Pada abad pertengahan, bangsa Eropa membuat
buku dalam bentuk lembaran yang dijilid dan diletakkan antara dua papan kayu
serta mengunakan kulit binatang sebagai pelapis (Parchmen). Selanjutnya pada abad ke-16, buku berkembang secara
pesat karena Guttenberg menciptakan mesin cetak. Bersamaan dengan penemuan tersebut,
lahir paham Renaissance di Eropa. Timbulnya aliran romantik yang mementingkan
logika dalam berbagai penemuan serta usaha gereja disegala bidang. Penentangan
itu secara tidak langsung mendapat dukungan dari penemuan mesin cetak. Saat
Marthen luther menempelkan protesnya di gereja Wiltenberg 1517, dia menggunakan
protes tercetak. Semenjak saat itu mesin cetak yang diasosiakan dengan buku
memiliki dampak sosial yang besar yakni sebagai media propaganda.
Pasang surut perkembangan buku disuatu
negara bergantung pada kondisi sosial politik, ekonomi dan pendidikan negara
tersebut. Hal prinsipil yang membedakan perkembangan buku antara negara maju
dan berkembang adalah: masyarakat di negara maju buku telah menjadikan buku
sebagai kebutuhan kultural sedangkan masyarakat negara berkembang masih
berkutat pada pemenuhan kebutuhan ekonomi. Kebutuhan kultural yang identik
dengan aktivitas intelektual dan seni seperti membaca, menulis atau seni
pertunjukan menjadikan negara maju unggul dalam ilmu pengetahuan. Ungkapan
Roger Bacon, filosof berkebangsaan Perancis pada abad pertengahan, “Nam et
ipsa scientia postesa est” atau ‘ Ilmu
pengetahuan adalah kekuatan’ merupakan tabir rahasia keunggulan negara maju
diberbagai sektor. Kondisi yang ideal seperti: adanya kemakmuran ekonomi merangsang
individu maupun organisasi mengekspresikan intelektualitasnya secara bebas. Pertumbuhan
ekonomi turut merangsang perkembang industri penerbitan dan media massa. Namun
faktor-faktor tersebut diluar jangkauan bagi masyarakat di negara berkembang.

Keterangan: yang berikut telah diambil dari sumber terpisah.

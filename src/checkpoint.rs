//! PLBERT checkpoint handling.
//!
//! A training run saves `step_<N>.t7` files (PyTorch pickles) whose `net`
//! entry holds the state dict of the data-parallel training wrapper:
//!
//! ```text
//! module.encoder.embeddings.word_embeddings.weight
//! module.encoder.encoder.albert_layer_groups.0.albert_layers.0.ffn.weight
//! module.mask_predictor.weight
//! ...
//! ```
//!
//! Remapping strips `module.` and then `encoder.` so the names line up with
//! [`AlbertModel`](crate::model::albert::AlbertModel) parameters. Loading is
//! non-strict: unknown names are ignored and parameters without a
//! checkpoint entry keep their initialization.

use std::collections::HashMap;
use std::io::BufRead;
use std::path::{Path, PathBuf};

use candle_core::pickle::{Object, PthTensors, Stack};
use candle_core::{Device, Tensor};
use candle_nn::VarMap;

use crate::{Error, Result};

/// Checkpoint file name prefix.
pub const CHECKPOINT_PREFIX: &str = "step_";
/// Checkpoint file name suffix.
pub const CHECKPOINT_SUFFIX: &str = ".t7";
/// Top-level pickle key holding the parameter mapping.
pub const STATE_DICT_KEY: &str = "net";
/// Length of `module.`, the data-parallel wrapper prefix.
pub const WRAPPER_PREFIX_LEN: usize = 7;
/// Prefix of the encoder submodule inside the training wrapper.
pub const ENCODER_PREFIX: &str = "encoder.";
/// Buffer saved by older library versions; never a model parameter.
pub const POSITION_IDS_KEY: &str = "embeddings.position_ids";

/// Pickle entry of a `torch.save` zip archive.
const PICKLE_FILE_SUFFIX: &str = "data.pkl";
const OP_SETITEM: u8 = b's';
const OP_SETITEMS: u8 = b'u';

// ---------------------------------------------------------------------------
// Discovery
// ---------------------------------------------------------------------------

/// Step number of a `step_<N>.t7` file name, `None` for anything else.
pub fn parse_step(file_name: &str) -> Option<u64> {
    let digits = file_name
        .strip_prefix(CHECKPOINT_PREFIX)?
        .strip_suffix(CHECKPOINT_SUFFIX)?;
    if digits.is_empty() || !digits.bytes().all(|b| b.is_ascii_digit()) {
        return None;
    }
    digits.parse().ok()
}

/// Path of the regular file in `dir` with the highest step number.
///
/// Steps compare numerically, so `step_10.t7` wins over `step_5.t7`.
/// Only names of the exact form `step_<digits>.t7` are candidates: other
/// `step_*` entries (`step_notes.txt`, `step_.t7`, directories) are skipped
/// with a debug log rather than failing the scan.
pub fn find_latest_checkpoint(dir: &Path) -> Result<PathBuf> {
    let mut latest: Option<(u64, PathBuf)> = None;

    for entry in std::fs::read_dir(dir)? {
        let entry = entry?;
        let file_name = entry.file_name();
        let Some(name) = file_name.to_str() else {
            continue;
        };
        if !name.starts_with(CHECKPOINT_PREFIX) {
            continue;
        }
        let path = entry.path();
        if !path.is_file() {
            continue;
        }
        let Some(step) = parse_step(name) else {
            tracing::debug!(file = name, "ignoring step_ file without a step number");
            continue;
        };
        if latest.as_ref().is_none_or(|(best, _)| step > *best) {
            latest = Some((step, path));
        }
    }

    match latest {
        Some((step, path)) => {
            tracing::info!(step, path = %path.display(), "selected latest checkpoint");
            Ok(path)
        }
        None => Err(Error::NoCheckpoint {
            dir: dir.to_path_buf(),
        }),
    }
}

// ---------------------------------------------------------------------------
// Ordered state dict
// ---------------------------------------------------------------------------

/// Parameter name → tensor, in first-insertion order.
///
/// Re-inserting a name replaces its tensor but keeps its position.
#[derive(Debug, Clone, Default)]
pub struct StateDict {
    entries: Vec<(String, Tensor)>,
    index: HashMap<String, usize>,
}

impl StateDict {
    pub fn new() -> Self {
        Self::default()
    }

    /// Insert or replace; returns the replaced tensor.
    pub fn insert(&mut self, name: String, tensor: Tensor) -> Option<Tensor> {
        match self.index.get(&name) {
            Some(&i) => Some(std::mem::replace(&mut self.entries[i].1, tensor)),
            None => {
                self.index.insert(name.clone(), self.entries.len());
                self.entries.push((name, tensor));
                None
            }
        }
    }

    pub fn remove(&mut self, name: &str) -> Option<Tensor> {
        let i = self.index.remove(name)?;
        let (_, tensor) = self.entries.remove(i);
        for pos in self.index.values_mut() {
            if *pos > i {
                *pos -= 1;
            }
        }
        Some(tensor)
    }

    pub fn get(&self, name: &str) -> Option<&Tensor> {
        self.index.get(name).map(|&i| &self.entries[i].1)
    }

    pub fn contains_key(&self, name: &str) -> bool {
        self.index.contains_key(name)
    }

    pub fn len(&self) -> usize {
        self.entries.len()
    }

    pub fn is_empty(&self) -> bool {
        self.entries.is_empty()
    }

    pub fn keys(&self) -> impl Iterator<Item = &str> {
        self.entries.iter().map(|(name, _)| name.as_str())
    }

    pub fn iter(&self) -> impl Iterator<Item = (&str, &Tensor)> {
        self.entries.iter().map(|(name, t)| (name.as_str(), t))
    }
}

impl FromIterator<(String, Tensor)> for StateDict {
    fn from_iter<I: IntoIterator<Item = (String, Tensor)>>(iter: I) -> Self {
        let mut state_dict = Self::new();
        for (name, tensor) in iter {
            state_dict.insert(name, tensor);
        }
        state_dict
    }
}

// ---------------------------------------------------------------------------
// Remapping
// ---------------------------------------------------------------------------

/// Map a training-wrapper key to a model parameter name.
///
/// The first 7 characters are always dropped, then a leading `encoder.`.
///
/// ```
/// use plbert_rs::checkpoint::remap_key;
/// assert_eq!(remap_key("module.encoder.embeddings.word_embeddings.weight"), "embeddings.word_embeddings.weight");
/// assert_eq!(remap_key("module.pooler.weight"), "pooler.weight");
/// ```
pub fn remap_key(key: &str) -> &str {
    let name = key
        .char_indices()
        .nth(WRAPPER_PREFIX_LEN)
        .map_or("", |(i, _)| &key[i..]);
    name.strip_prefix(ENCODER_PREFIX).unwrap_or(name)
}

/// Remap every key in checkpoint order and drop [`POSITION_IDS_KEY`].
///
/// Keys that collapse to the same name keep the later tensor.
pub fn remap_state_dict(raw: impl IntoIterator<Item = (String, Tensor)>) -> StateDict {
    let mut state_dict = StateDict::new();
    for (key, tensor) in raw {
        let name = remap_key(&key);
        if state_dict.insert(name.to_string(), tensor).is_some() {
            tracing::debug!(key = %key, name, "remapped key overwrites an earlier entry");
        }
    }
    state_dict.remove(POSITION_IDS_KEY);
    state_dict
}

// ---------------------------------------------------------------------------
// Reading and loading
// ---------------------------------------------------------------------------

/// Read the raw parameter mapping of a checkpoint onto the CPU.
///
/// `.safetensors` files are taken as the flat parameter mapping (sorted by
/// name); anything else is read as a PyTorch pickle and its `net` entry
/// returned in the order the pickle stores it.
pub fn read_checkpoint(path: &Path) -> Result<Vec<(String, Tensor)>> {
    let is_safetensors = path.extension().is_some_and(|ext| ext == "safetensors");
    let tensors = if is_safetensors {
        let mut tensors: Vec<_> = candle_core::safetensors::load(path, &Device::Cpu)?
            .into_iter()
            .collect();
        tensors.sort_by(|a, b| a.0.cmp(&b.0));
        tensors
    } else {
        read_pickle_state_dict(path)?
    };
    tracing::debug!(path = %path.display(), tensors = tensors.len(), "read checkpoint");
    Ok(tensors)
}

/// Tensors under [`STATE_DICT_KEY`] of a `torch.save` archive, in file order.
///
/// candle's reader keeps tensors by name and rebuilds dict items in reverse,
/// so the order is recovered separately with [`pickle_tensor_key_order`].
fn read_pickle_state_dict(path: &Path) -> Result<Vec<(String, Tensor)>> {
    let pth = PthTensors::new(path, Some(STATE_DICT_KEY))?;
    let order = pickle_tensor_key_order(path)?;

    let mut names: Vec<&str> = pth.tensor_infos().keys().map(String::as_str).collect();
    names.sort_by(|a, b| {
        let pos = |name: &str| order.get(name).copied().unwrap_or(usize::MAX);
        pos(a).cmp(&pos(b)).then_with(|| a.cmp(b))
    });

    let mut tensors = Vec::with_capacity(names.len());
    for name in names {
        if let Some(tensor) = pth.get(name)? {
            tensors.push((name.to_string(), tensor));
        }
    }
    Ok(tensors)
}

/// Position of every tensor-valued dict key in the pickle stream.
///
/// Replays `data.pkl` one opcode at a time and, right before each
/// `SETITEM`/`SETITEMS`, records the pending keys whose value rebuilds a
/// torch tensor. A key seen twice keeps its first position.
fn pickle_tensor_key_order(path: &Path) -> Result<HashMap<String, usize>> {
    let file = std::io::BufReader::new(std::fs::File::open(path)?);
    let mut archive = zip::ZipArchive::new(file)?;
    let pkl_name = archive
        .file_names()
        .find(|name| name.ends_with(PICKLE_FILE_SUFFIX))
        .map(str::to_string)
        .ok_or_else(|| {
            Error::WeightLoad(format!("no {PICKLE_FILE_SUFFIX} in {}", path.display()))
        })?;
    let mut reader = std::io::BufReader::new(archive.by_name(&pkl_name)?);

    let mut stack = Stack::empty();
    let mut order = HashMap::new();
    loop {
        let pending = match reader.fill_buf()?.first() {
            Some(&OP_SETITEM) => stack.stack().len().saturating_sub(2),
            Some(&OP_SETITEMS) => stack
                .stack()
                .iter()
                .rposition(|obj| *obj == Object::Mark)
                .map_or(stack.stack().len(), |mark| mark + 1),
            _ => stack.stack().len(),
        };
        for item in stack.stack()[pending..].chunks_exact(2) {
            if let [Object::Unicode(key), value] = item {
                if rebuilds_tensor(value) {
                    let next = order.len();
                    order.entry(key.clone()).or_insert(next);
                }
            }
        }
        if stack.read(&mut reader)? {
            break;
        }
    }
    Ok(order)
}

fn rebuilds_tensor(obj: &Object) -> bool {
    match obj {
        Object::Reduce { callable, .. } => matches!(
            callable.as_ref(),
            Object::Class { module_name, .. } if module_name.starts_with("torch")
        ),
        _ => false,
    }
}

/// Outcome of a non-strict [`load_state_dict`].
#[derive(Debug, Clone, Default, PartialEq, Eq)]
pub struct LoadReport {
    /// Parameters overwritten from the state dict.
    pub loaded: Vec<String>,
    /// Model parameters with no state dict entry (initialization kept).
    pub missing: Vec<String>,
    /// State dict entries that name no model parameter.
    pub unexpected: Vec<String>,
    /// Entries skipped because their shape differs from the parameter's.
    pub mismatched: Vec<String>,
}

impl LoadReport {
    /// Every model parameter came from the state dict.
    pub fn is_complete(&self) -> bool {
        self.missing.is_empty() && self.mismatched.is_empty()
    }
}

/// Copy matching entries of `state_dict` into the variables of `varmap`.
///
/// Values are cast to each variable's dtype and device. Nothing about
/// partial coverage is an error.
pub fn load_state_dict(varmap: &VarMap, state_dict: &StateDict) -> Result<LoadReport> {
    let vars = varmap
        .data()
        .lock()
        .map_err(|e| Error::WeightLoad(e.to_string()))?;
    let mut report = LoadReport::default();

    for (name, tensor) in state_dict.iter() {
        let Some(var) = vars.get(name) else {
            report.unexpected.push(name.to_string());
            continue;
        };
        if var.shape() != tensor.shape() {
            tracing::warn!(
                name,
                expected = ?var.shape(),
                found = ?tensor.shape(),
                "skipping checkpoint tensor with mismatched shape"
            );
            report.mismatched.push(name.to_string());
            continue;
        }
        let value = tensor.to_dtype(var.dtype())?.to_device(var.device())?;
        var.set(&value)?;
        report.loaded.push(name.to_string());
    }

    report.missing = vars
        .keys()
        .filter(|name| !state_dict.contains_key(name))
        .cloned()
        .collect();
    report.missing.sort();

    Ok(report)
}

Mereka masih disibukkan pemenuhan primernya daripada kebutuhan intelektualnya sehingga
perkembangan buku masih stagnan jika dibandingkan dengan perkembangan buku di
negara maju.
Pencapaian
kondisi ideal memerlukan proses. Dalam konteks kelokalan maka sepatutnya pemerintah
Indonesia memposisikan buku sebagai katalisator pembentukan karakter bangsa. Realitasnya,
harapan tersebut masih angan belaka. Menilik perkembangan buku di Indonesia maka
tersaji kendala-kendala sebagai berikut:
1.
Sensor
Sensor merupakan tindakan preventif untuk menilai ‘isi’ atau ‘kandungan
informasi’ pada sebuah buku sebelum buku tersebut diedarkan. Sensor kerap kali
menjadi ‘momok’ bagi para penulis dan para penerbit yang terbitannya
bersentuhan dengan politik. Apabila buku-buku karya mereka ‘terindikasi’ mengancam
penguasa maka rezim penguasa dapat sepihak mencabut izin penerbitan buku-buku
tersebut. Sehingga buku-buku tersebut akan gagal beredar di masyarakat. Tercatat
beberapa buku, semisal: ‘Sapta Dharma’
karangan Mr. Yamin; ‘Demokrasi Kita’
karya milik Mr. Mochamad Hatta sempat dilarang peredarannya karena tokoh-tokoh
tersebut berseberangan politik dengan rezim penguasa. Selain itu, buku-buku
karangan sastrawan yang ‘dicap oleh rezim berkuasa’ berafiliasi Lekra, semisal:
seri novel karangan Pramoedya Ananta Noer sempat terkena dampak sensor sehingga
tertralogi karya Ananta Noer tersendat peredarannya akibat tidak lulus sensor. Namun,
pelarangan tersebut tidak permanen sifatnya. Maksudnya, buku yang pada mulanya dilarang
peredarannya oleh rezim penguasa. Pada akhirnya buku tersebut dapat beredar
disebabkan tumbangnya rezim.
2.
Pelarangan
Terdapat banyak faktor yang menyebabkan sebuah buku dilarang beredar
disuatu negara. Selain buku tidak dapat
melewati proses sensor sehingga berakibat pelarangan. Namun kondisi sosial
kemasyarakan turut berpengaruh. Munculnya kelompok penekan (pressure group) yang memanfaatkan
potensi massanya dapat menekan pemerintah serta penerbit swasta untuk tidak
menerbitkan buku yang dianggap bertentangan dengan ajaran mereka. Tekanan
kepada pemerintah untuk melarang beredarnya buku ‘Terang Bulan’ pada tahun
1950-an karena buku ini dianggap memuat hal-hal yang berbau pornografi oleh kalangan tertentu.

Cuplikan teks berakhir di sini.